PC players will likely have to wait a bit longer than their console counterparts to play the upcoming Grand Theft Auto VI. In a press release accompanying last night’s earlier-than-scheduled trailer launch, Rockstar specifically says it is “proud to announce that Grand Theft Auto VI is coming to PlayStation 5 computer entertainment systems and Xbox Series X|S games and entertainment systems in 2025.”
The explicit lack of any immediate PC release plans in that statement shouldn’t be a shock to longtime Rockstar Games watchers. Sure, the 2D, top-down Grand Theft Auto actually launched on Windows and MS-DOS(!) a few months before the more popular port to PlayStation in 1998. And the game’s 1999 sequel debuted on PlayStation and Windows on the same day.
Since 2000, though, Rockstar has clearly prioritized its console releases over any PC ports. When one of Rockstar’s console games is released on the PC, the port tends to come anywhere from five months to over two full years after the first console release, according to an Ars analysis. Even Grand Theft Auto DLC like “The Lost and the Damned” and “The Ballad of Gay Tony” hit the PC well after their console launches—420 days and 166 days, respectively.

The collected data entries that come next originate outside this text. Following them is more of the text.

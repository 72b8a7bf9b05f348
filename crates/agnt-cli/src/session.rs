use std::path::Path;
use std::sync::Arc;

use agnt_core::history::Entry;
use agnt_core::{Agent, ConversationState};
use agnt_db::{AppendTurnInput, CreateSessionInput, Session, Store};
use agnt_llm::stream::Usage;
use parking_lot::Mutex;
use serde_json::Value;

pub type SharedSessionStore = Arc<Mutex<SessionStore>>;

const SESSION_TITLE_MAX_CHARS: usize = 80;
const ADD_FILE_PREFIX: &str = "*** Add File: ";
const UPDATE_FILE_PREFIX: &str = "*** Update File: ";
const DELETE_FILE_PREFIX: &str = "*** Delete File: ";

pub struct SessionStore {
    store: Arc<Mutex<Store>>,
    project_id: String,
    active_session_id: Option<String>,
}

impl SessionStore {
    pub fn open_for_project_root(
        store: Arc<Mutex<Store>>,
        project_root: &Path,
    ) -> Result<Self, Box<dyn std::error::Error>> {
        let project = {
            let mut db = store.lock();
            db.sessions().upsert_project(project_root, None)?
        };

        Ok(Self {
            store,
            project_id: project.id,
            active_session_id: None,
        })
    }

    pub fn list_sessions(&self, limit: usize) -> Result<Vec<Session>, Box<dyn std::error::Error>> {
        let mut db = self.store.lock();
        Ok(db
            .sessions()
            .list_sessions_for_project(&self.project_id, limit)?)
    }

    pub fn active_session_id(&self) -> Option<&str> {
        self.active_session_id.as_deref()
    }

    pub fn clear_active_session(&mut self) {
        self.active_session_id = None;
    }

    pub fn create_session(
        &mut self,
        title: Option<String>,
    ) -> Result<Session, Box<dyn std::error::Error>> {
        let session = {
            let mut db = self.store.lock();
            db.sessions().create_session(CreateSessionInput {
                project_id: self.project_id.clone(),
                title,
            })?
        };

        self.active_session_id = Some(session.id.clone());
        Ok(session)
    }

    pub fn ensure_active_session(&mut self) -> Result<(), Box<dyn std::error::Error>> {
        if self.active_session_id.is_none() {
            self.create_session(None)?;
        }
        Ok(())
    }

    pub fn activate_session(
        &mut self,
        session_id: &str,
    ) -> Result<Option<ConversationState>, Box<dyn std::error::Error>> {
        let session = {
            let mut db = self.store.lock();
            db.sessions()
                .get_session(session_id)?
                .ok_or_else(|| format!("session not found: {session_id}"))?
        };

        if session.project_id != self.project_id {
            return Err(format!(
                "session '{session_id}' does not belong to project '{}'",
                self.project_id
            )
            .into());
        }

        self.active_session_id = Some(session.id.clone());
        self.load_active_conversation_state()
    }

    pub fn resume_most_recent_session(
        &mut self,
    ) -> Result<Option<ConversationState>, Box<dyn std::error::Error>> {
        let latest_session_id = {
            let mut db = self.store.lock();
            db.sessions()
                .list_sessions_for_project(&self.project_id, 1)?
                .into_iter()
                .next()
                .map(|session| session.id)
        };

        let Some(session_id) = latest_session_id else {
            return Ok(None);
        };

        self.active_session_id = Some(session_id);
        self.load_active_conversation_state()
    }

    pub fn load_active_conversation_state(
        &mut self,
    ) -> Result<Option<ConversationState>, Box<dyn std::error::Error>> {
        let Some(session_id) = self.active_session_id.as_deref() else {
            return Ok(None);
        };

        let rollout = {
            let mut db = self.store.lock();
            db.sessions().rollout(session_id)?
        };

        if rollout.messages.is_empty() {
            return Ok(None);
        }

        let entries = rollout
            .messages
            .into_iter()
            .map(serde_json::from_value)
            .collect::<Result<Vec<Entry>, _>>()?;

        Ok(Some(ConversationState { entries }))
    }

    pub fn persist_turn_from_agent(
        &mut self,
        agent: &Agent,
        usage: &Usage,
    ) -> Result<(), Box<dyn std::error::Error>> {
        let Some(session_id) = self.active_session_id.clone() else {
            return Err("no active session selected".into());
        };

        let snapshot = agent.conversation_state();
        let turn = extract_latest_turn(&snapshot.entries)?;
        let session_title = derive_session_title(&snapshot.entries);

        let mut db = self.store.lock();
        db.sessions().append_turn(AppendTurnInput {
            session_id: session_id.clone(),
            user_parts: turn.user_parts,
            assistant_parts: turn.assistant_parts,
            commands_run: turn.commands_run,
            files_modified: turn.files_modified,
            usage: Some(serde_json::to_value(usage)?),
        })?;

        if let Some(title) = session_title.as_deref() {
            db.sessions()
                .set_session_title_if_missing(&session_id, title)?;
        }

        Ok(())
    }
}

pub fn session_label(session: &Session) -> String {
    if let Some(title) = &session.title {
        return format!("{title} ({})", session.id);
    }
    format!("Session {}", session.id)
}

struct LatestTurn {
    user_parts: Value,
    assistant_parts: Value,
    commands_run: Vec<String>,
    files_modified: Vec<String>,
}

/// Split the conversation's tail into the most recent user entry and
/// everything the assistant produced in reply to it, deriving
/// `commands_run`/`files_modified` by scanning the tool calls in between
/// rather than storing them separately.
fn extract_latest_turn(entries: &[Entry]) -> Result<LatestTurn, Box<dyn std::error::Error>> {
    let user_idx = entries
        .iter()
        .rposition(|e| matches!(e, Entry::UserText(_)))
        .ok_or("cannot persist turn: no user message found")?;

    let user_parts = match &entries[user_idx] {
        Entry::UserText(text) => serde_json::to_value(text)?,
        _ => return Err("cannot persist turn: invalid user entry shape".into()),
    };

    let tail = &entries[user_idx + 1..];
    if tail.is_empty() {
        return Err("cannot persist turn: no assistant content found for latest user turn".into());
    }

    let assistant_parts = serde_json::to_value(tail)?;

    let mut commands_run = Vec::new();
    let mut files_modified = Vec::new();
    for entry in tail {
        if let Entry::AssistantToolRequest(calls) = entry {
            for call in calls {
                match call.name.as_str() {
                    "execute_command" => {
                        if let Some(command) = extract_string_arg(&call.arguments, "command") {
                            push_unique(&mut commands_run, command);
                        }
                    }
                    "write_file" => {
                        if let Some(path) = extract_string_arg(&call.arguments, "path") {
                            push_unique(&mut files_modified, path);
                        }
                    }
                    "patch_file" => {
                        if let Some(patch) = extract_string_arg(&call.arguments, "patch") {
                            for path in paths_touched_by_patch(&patch) {
                                push_unique(&mut files_modified, path);
                            }
                        }
                    }
                    _ => {}
                }
            }
        }
    }

    Ok(LatestTurn {
        user_parts,
        assistant_parts,
        commands_run,
        files_modified,
    })
}

fn push_unique(list: &mut Vec<String>, value: String) {
    if !list.contains(&value) {
        list.push(value);
    }
}

fn extract_string_arg(arguments_json: &str, field: &str) -> Option<String> {
    let value: Value = serde_json::from_str(arguments_json).ok()?;
    value.get(field)?.as_str().map(str::to_string)
}

fn paths_touched_by_patch(patch: &str) -> Vec<String> {
    patch
        .lines()
        .filter_map(|line| {
            for prefix in [ADD_FILE_PREFIX, UPDATE_FILE_PREFIX, DELETE_FILE_PREFIX] {
                if let Some(path) = line.strip_prefix(prefix) {
                    return Some(path.trim().to_string());
                }
            }
            None
        })
        .collect()
}

fn derive_session_title(entries: &[Entry]) -> Option<String> {
    let first_user_text = entries.iter().find_map(|entry| match entry {
        Entry::UserText(text) => Some(text.as_str()),
        _ => None,
    })?;

    let normalized = first_user_text.split_whitespace().collect::<Vec<_>>().join(" ");

    if normalized.is_empty() {
        return None;
    }

    Some(truncate_with_ellipsis(&normalized, SESSION_TITLE_MAX_CHARS))
}

fn truncate_with_ellipsis(input: &str, max_chars: usize) -> String {
    if input.chars().count() <= max_chars {
        return input.to_string();
    }

    let mut truncated = input.chars().take(max_chars).collect::<String>();
    truncated.push('…');
    truncated
}

#[cfg(test)]
mod tests {
    use super::*;
    use agnt_core::history::ToolCallRecord;

    #[test]
    fn extracts_commands_and_files_from_the_latest_turn() {
        let entries = vec![
            Entry::SystemText("be helpful".into()),
            Entry::UserText("please fix the build".into()),
            Entry::AssistantToolRequest(vec![ToolCallRecord {
                id: "c1".into(),
                name: "execute_command".into(),
                arguments: r#"{"command":"cargo test"}"#.into(),
            }]),
            Entry::ToolResult {
                call_id: "c1".into(),
                name: "execute_command".into(),
                payload: Value::String("ok".into()),
                ok: true,
            },
            Entry::AssistantToolRequest(vec![ToolCallRecord {
                id: "c2".into(),
                name: "write_file".into(),
                arguments: r#"{"path":"src/lib.rs","content":"..."}"#.into(),
            }]),
            Entry::ToolResult {
                call_id: "c2".into(),
                name: "write_file".into(),
                payload: Value::String("wrote 3 bytes".into()),
                ok: true,
            },
            Entry::AssistantText("done".into()),
        ];

        let turn = extract_latest_turn(&entries).unwrap();
        assert_eq!(turn.commands_run, vec!["cargo test".to_string()]);
        assert_eq!(turn.files_modified, vec!["src/lib.rs".to_string()]);
    }

    #[test]
    fn derives_files_touched_by_a_patch() {
        let patch = "*** Begin Patch\n*** Add File: a.txt\n+hi\n*** Update File: b.txt\n@1:abcd\n-x\n+y\n*** End Patch\n";
        let paths = paths_touched_by_patch(patch);
        assert_eq!(paths, vec!["a.txt".to_string(), "b.txt".to_string()]);
    }

    #[test]
    fn title_comes_from_the_first_user_entry() {
        let entries = vec![
            Entry::SystemText("be helpful".into()),
            Entry::UserText("  refactor   the parser  ".into()),
        ];
        assert_eq!(
            derive_session_title(&entries),
            Some("refactor the parser".to_string())
        );
    }
}
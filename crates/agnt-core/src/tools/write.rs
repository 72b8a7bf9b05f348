use agnt_llm::{Describe, Property, Schema};
use serde::Deserialize;

use crate::event::{ToolCallDisplay, ToolResultDisplay};
use crate::tool::{Tool, ToolOutput};

#[derive(Clone, Deserialize)]
pub struct WriteInput {
    /// The file path to write, relative to the working directory.
    pub path: String,
    /// The full content to write to the file (replaces existing content).
    pub content: String,
}

impl Describe for WriteInput {
    fn describe() -> Schema {
        Schema::Object {
            description: None,
            properties: vec![
                Property {
                    name: "path".into(),
                    schema: Schema::String {
                        description: Some(
                            "File path to write, relative to the working directory".into(),
                        ),
                        enumeration: None,
                    },
                },
                Property {
                    name: "content".into(),
                    schema: Schema::String {
                        description: Some(
                            "The full content to write to the file (replaces existing content)"
                                .into(),
                        ),
                        enumeration: None,
                    },
                },
            ],
            required: vec!["path".into(), "content".into()],
        }
    }
}

/// Structured output from writing a file.
pub struct WriteOutput {
    pub path: String,
    pub bytes: usize,
}

impl ToolOutput for WriteOutput {
    fn to_llm(&self) -> String {
        format!("wrote {} bytes to {}", self.bytes, self.path)
    }
}

/// Tool that writes (or overwrites) a file on disk.
#[derive(Clone)]
pub struct WriteTool {
    pub(crate) cwd: std::path::PathBuf,
}

impl Tool for WriteTool {
    type Input = WriteInput;
    type Output = WriteOutput;

    fn name(&self) -> &str {
        "write_file"
    }

    fn description(&self) -> &str {
        "Write content to a file. Creates the file if it doesn't exist, or replaces its content if it does. Creates parent directories as needed."
    }

    async fn call(&self, input: WriteInput) -> Result<WriteOutput, agnt_llm::Error> {
        let path = self.cwd.join(&input.path);

        // Create parent directories if they don't exist.
        if let Some(parent) = path.parent() {
            tokio::fs::create_dir_all(parent)
                .await
                .map_err(|e| agnt_llm::Error::Other(format!("{}: {e}", parent.display())))?;
        }

        let bytes = input.content.len();
        tokio::fs::write(&path, &input.content)
            .await
            .map_err(|e| agnt_llm::Error::Other(format!("{}: {e}", path.display())))?;

        Ok(WriteOutput {
            path: input.path,
            bytes,
        })
    }

    fn render_input(&self, input: &WriteInput) -> ToolCallDisplay {
        let lines = input.content.lines().count();
        ToolCallDisplay {
            title: format!("Write {} ({lines} lines)", input.path),
            body: None,
        }
    }

    fn render_output(&self, _input: &WriteInput, output: &WriteOutput) -> ToolResultDisplay {
        ToolResultDisplay {
            title: format!("Wrote {} bytes to {}", output.bytes, output.path),
            body: None,
        }
    }
}

#[cfg(test)]
mod tests {
    use super::*;
    use tempfile::tempdir;

    #[tokio::test]
    async fn creates_parent_directories() {
        let dir = tempdir().unwrap();
        let tool = WriteTool { cwd: dir.path().to_path_buf() };
        let out = tool
            .call(WriteInput {
                path: "nested/dir/file.txt".into(),
                content: "hi".into(),
            })
            .await
            .unwrap();
        assert_eq!(out.bytes, 2);
        let written = tokio::fs::read_to_string(dir.path().join("nested/dir/file.txt"))
            .await
            .unwrap();
        assert_eq!(written, "hi");
    }
}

The only exceptions we could find to this trend were the first two Max Payne games, which launched on Windows a few weeks before their console ports in the early ’00s. By 2012, though, that trend had flipped for the release of Max Payne 3, which came to PC two weeks after consoles.
Hurry up and wait
When it comes to Grand Theft Auto‘s PC ports specifically, Rockstar was at least consistent for a while. The first four major 3D GTA releases (including Vice City and San Andreas) all hit PC between 196 and 224 days after their console launch. That remarkably tight six- to eight-month window across multiple releases suggested Rockstar had its PC porting pipeline (and planning) down to something of a science.